RancherOS pour commencer
Pendant l’été, j’ai encore changé d’infra, avec un passage à un cluster Proxmox VE à 3 nœuds. Je reviendrais la dessus, mais la finalité c’est que j’ai eu (encore) l’envie de m’installer un petit cluster Kubernetes dans mes hyperviseurs.
Ceux qui me suivent depuis un moment savent que j’en ai déjà déployé des tonnes depuis le temps (k3s qui vient également de chez Rancher, mais aussi kubespray, kubeadm, aks, OVH, the hard way de kelsey hightower, …).
Du coup, plutôt que de gagner du temps et refaire quelque chose que je maîtrise déjà, je suis parti dans l’idée de tester quelque chose d’encore nouveau, deux produits de Rancher dont j’ai entendu parler : RancherOS + RKE !

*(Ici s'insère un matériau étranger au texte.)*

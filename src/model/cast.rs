//! Attribute casts.
//!
//! Attributes are stored on an [`Entity`](super::Entity) in DB-native form.
//! A cast converts on read (`cast`) and back on write (`uncast`):
//!
//! | name | read as | stored as |
//! |---|---|---|
//! | `integer` | `BigInt` | `BigInt` |
//! | `float` | `Double` | `Double` |
//! | `boolean` | `Bool` | `0` / `1` |
//! | `string` | `String` | `String` |
//! | `date` | `ChronoDate` | `YYYY-MM-DD` |
//! | `datetime` | `ChronoDateTime` | `YYYY-MM-DD HH:MM:SS` |
//! | `json` (`array`, `object`) | `Json` | JSON text |
//!
//! Custom casts implement [`CastHandler`] and are registered by name on the
//! [`Registry`](super::Registry) before the models that use them.

use crate::error::{LucidError, Result};
use crate::value::{self, FromValue, DATETIME_FORMAT, DATE_FORMAT};
use chrono::{NaiveDate, NaiveDateTime};
use sea_query::Value;
use std::collections::HashMap;
use std::fmt;
use std::sync::Arc;

/// User-defined attribute conversion
///
/// # Example
///
/// ```
/// use lucid::model::cast::CastHandler;
/// use lucid::sea_query::Value;
///
/// struct Cents;
///
/// impl CastHandler for Cents {
///     fn cast(&self, _attribute: &str, value: &Value) -> lucid::Result<Value> {
///         let cents = lucid::value::FromValue::from_value(value).unwrap_or(0i64);
///         Ok(Value::from(cents as f64 / 100.0))
///     }
///
///     fn uncast(&self, _attribute: &str, value: &Value) -> lucid::Result<Value> {
///         let amount: f64 = lucid::value::FromValue::from_value(value).unwrap_or(0.0);
///         Ok(Value::from((amount * 100.0).round() as i64))
///     }
/// }
/// ```
pub trait CastHandler: Send + Sync {
    /// DB-native value → application value
    fn cast(&self, attribute: &str, value: &Value) -> Result<Value>;

    /// Application value → DB-native value
    fn uncast(&self, attribute: &str, value: &Value) -> Result<Value>;
}

/// Cast attached to one attribute
#[derive(Clone)]
pub enum Cast {
    Integer,
    Float,
    Boolean,
    String,
    Date,
    DateTime,
    Json,
    Custom(Arc<dyn CastHandler>),
    /// Custom cast referenced by name, resolved when the model is registered
    Named(String),
}

impl fmt::Debug for Cast {
    fn fmt(&self, f: &mut fmt::Formatter<'_>) -> fmt::Result {
        match self {
            Cast::Integer => f.write_str("Integer"),
            Cast::Float => f.write_str("Float"),
            Cast::Boolean => f.write_str("Boolean"),
            Cast::String => f.write_str("String"),
            Cast::Date => f.write_str("Date"),
            Cast::DateTime => f.write_str("DateTime"),
            Cast::Json => f.write_str("Json"),
            Cast::Custom(_) => f.write_str("Custom(..)"),
            Cast::Named(name) => write!(f, "Named({name})"),
        }
    }
}

impl Cast {
    /// Built-in cast for a type name, `None` when the name is not built in
    pub fn builtin(name: &str) -> Option<Self> {
        let cast = match name.to_ascii_lowercase().as_str() {
            "integer" | "int" => Cast::Integer,
            "float" | "double" => Cast::Float,
            "boolean" | "bool" => Cast::Boolean,
            "string" => Cast::String,
            "date" => Cast::Date,
            "datetime" => Cast::DateTime,
            "json" | "array" | "object" => Cast::Json,
            _ => return None,
        };
        Some(cast)
    }

    /// Parse a declared cast name: built-in, or a name to resolve later
    pub(crate) fn parse(name: &str) -> Self {
        Cast::builtin(name).unwrap_or_else(|| Cast::Named(name.to_string()))
    }

    /// Convert a stored value for reading
    pub fn cast(&self, attribute: &str, value: &Value) -> Result<Value> {
        if value::is_null(value) {
            return Ok(value.clone());
        }
        let cast = match self {
            Cast::Integer => i64::from_value(value).map(Value::from),
            Cast::Float => f64::from_value(value).map(Value::from),
            Cast::Boolean => bool::from_value(value).map(Value::from),
            Cast::String => String::from_value(value).map(Value::from),
            Cast::Date => NaiveDate::from_value(value).map(Value::from),
            Cast::DateTime => NaiveDateTime::from_value(value).map(Value::from),
            Cast::Json => serde_json::Value::from_value(value).map(Value::from),
            Cast::Custom(handler) => return handler.cast(attribute, value),
            Cast::Named(name) => return Err(LucidError::UnknownCast(name.clone())),
        };
        cast.ok_or_else(|| LucidError::Cast {
            attribute: attribute.to_string(),
            message: format!("cannot read {value:?} as {self:?}"),
        })
    }

    /// Convert an application value into its stored form
    pub fn uncast(&self, attribute: &str, value: &Value) -> Result<Value> {
        if value::is_null(value) {
            return Ok(value.clone());
        }
        let stored = match self {
            Cast::Integer => i64::from_value(value).map(Value::from),
            Cast::Float => f64::from_value(value).map(Value::from),
            Cast::Boolean => bool::from_value(value).map(|b| Value::from(i64::from(b))),
            Cast::String => String::from_value(value).map(Value::from),
            Cast::Date => NaiveDate::from_value(value)
                .map(|d| Value::from(d.format(DATE_FORMAT).to_string())),
            Cast::DateTime => NaiveDateTime::from_value(value)
                .map(|dt| Value::from(dt.format(DATETIME_FORMAT).to_string())),
            Cast::Json => match value {
                Value::String(Some(s)) => Some(Value::from(s.to_string())),
                other => Some(Value::from(value::to_json(other).to_string())),
            },
            Cast::Custom(handler) => return handler.uncast(attribute, value),
            Cast::Named(name) => return Err(LucidError::UnknownCast(name.clone())),
        };
        stored.ok_or_else(|| LucidError::Cast {
            attribute: attribute.to_string(),
            message: format!("cannot store {value:?} as {self:?}"),
        })
    }
}

/// Named custom casts
#[derive(Default, Clone)]
pub struct CastRegistry {
    handlers: HashMap<String, Arc<dyn CastHandler>>,
}

impl CastRegistry {
    pub fn new() -> Self {
        Self::default()
    }

    pub fn register(&mut self, name: impl Into<String>, handler: Arc<dyn CastHandler>) {
        self.handlers.insert(name.into(), handler);
    }

    /// Turn a `Named` cast into the registered handler
    ///
    /// Every name that is neither built in nor registered fails with
    /// `UnknownCast`.
    pub fn resolve(&self, cast: &Cast) -> Result<Cast> {
        match cast {
            Cast::Named(name) => self
                .handlers
                .get(name)
                .map(|h| Cast::Custom(Arc::clone(h)))
                .ok_or_else(|| LucidError::UnknownCast(name.clone())),
            other => Ok(other.clone()),
        }
    }
}

impl fmt::Debug for CastRegistry {
    fn fmt(&self, f: &mut fmt::Formatter<'_>) -> fmt::Result {
        f.debug_struct("CastRegistry")
            .field("handlers", &self.handlers.keys().collect::<Vec<_>>())
            .finish()
    }
}

#[cfg(test)]
mod tests {
    use super::*;

    struct Upper;

    impl CastHandler for Upper {
        fn cast(&self, _attribute: &str, value: &Value) -> Result<Value> {
            Ok(Value::from(String::from_value(value).unwrap_or_default().to_uppercase()))
        }

        fn uncast(&self, _attribute: &str, value: &Value) -> Result<Value> {
            Ok(Value::from(String::from_value(value).unwrap_or_default().to_lowercase()))
        }
    }

    #[test]
    fn test_builtin_names_and_aliases() {
        assert!(matches!(Cast::builtin("JSON"), Some(Cast::Json)));
        assert!(matches!(Cast::builtin("array"), Some(Cast::Json)));
        assert!(matches!(Cast::builtin("object"), Some(Cast::Json)));
        assert!(Cast::builtin("money").is_none());
        assert!(matches!(Cast::parse("money"), Cast::Named(_)));
    }

    #[test]
    fn test_boolean_round_trip_through_storage() {
        let stored = Cast::Boolean.uncast("active", &Value::from(true)).unwrap();
        assert_eq!(stored, Value::from(1i64));
        assert_eq!(Cast::Boolean.cast("active", &stored).unwrap(), Value::from(true));
    }

    #[test]
    fn test_date_and_json_casts() {
        let stored = Cast::Date
            .uncast("born", &Value::from(NaiveDate::from_ymd_opt(2024, 12, 25).unwrap()))
            .unwrap();
        assert_eq!(stored, Value::from("2024-12-25"));
        assert_eq!(
            Cast::Date.cast("born", &stored).unwrap(),
            Value::from(NaiveDate::from_ymd_opt(2024, 12, 25).unwrap())
        );

        let stored = Cast::Json
            .uncast("tags", &Value::from(serde_json::json!(["a", "b"])))
            .unwrap();
        assert_eq!(stored, Value::from(r#"["a","b"]"#));
        assert_eq!(
            Cast::Json.cast("tags", &stored).unwrap(),
            Value::from(serde_json::json!(["a", "b"]))
        );
    }

    #[test]
    fn test_null_passes_through_and_bad_values_fail() {
        assert!(value::is_null(&Cast::Integer.cast("n", &value::null()).unwrap()));
        let err = Cast::Integer.cast("n", &Value::from("abc")).unwrap_err();
        assert!(matches!(err, LucidError::Cast { .. }));
    }

    #[test]
    fn test_registry_resolves_or_fails_uniformly() {
        let mut registry = CastRegistry::new();
        registry.register("upper", Arc::new(Upper));

        let cast = registry.resolve(&Cast::parse("upper")).unwrap();
        assert_eq!(cast.cast("name", &Value::from("ada")).unwrap(), Value::from("ADA"));
        assert_eq!(cast.uncast("name", &Value::from("ADA")).unwrap(), Value::from("ada"));

        let err = registry.resolve(&Cast::parse("money")).unwrap_err();
        assert!(matches!(err, LucidError::UnknownCast(name) if name == "money"));
        assert!(matches!(
            Cast::Named("money".into()).cast("x", &Value::from(1i32)),
            Err(LucidError::UnknownCast(_))
        ));
    }
}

L’idée dans cette première partie est de découvrir RancherOS, une des nombreuses solutions pour vos workload containerisés proposées par Rancher.
Mais c’est quoi RancherOS ?
RancherOS A lightweight, secure Linux distribution, built from containers to run containers well. RancherOS est donc un OS minimaliste contenant juste ce qu’il faut pour faire du Docker, configuré à l’aide de cloud-init et dans lequel la plupart des opérations de maintenances sont simplifiées. Quand je lis ça, je ne peux pas m’empêcher de repenser à CoreOS, qui faisait (fait) les mêmes promesses. N’ayant qu’installé et utilisé pendant peu de temps CoreOS, je ne serai pas capable de faire une comparaison des deux produits entre eux, mais la finalité est vraiment la même. Un point intéressant (je trouve) dans RancherOS est le fait que tous les services “techniques” nécessaires pour faire fonctionner correctement vos applications containerisés sont également des containers. RancherOS is the smallest, easiest way to run Docker in production. Every process in RancherOS is a container managed by Docker. This includes system services such as udev and syslog.
L’idée ici, c’est que tous ces services systèmes tournent dans un démon Docker séparé (pour plus de sécurité et éviter la suppression accidentelle).
Comment le déployer ?
Ça dépend. Et évidemment, ça dépend, ça dépasse.
Rancher a fait le choix (malin) de mettre le paquet pour faciliter le déploiement de leur RancherOS sur le plus de plateformes possibles.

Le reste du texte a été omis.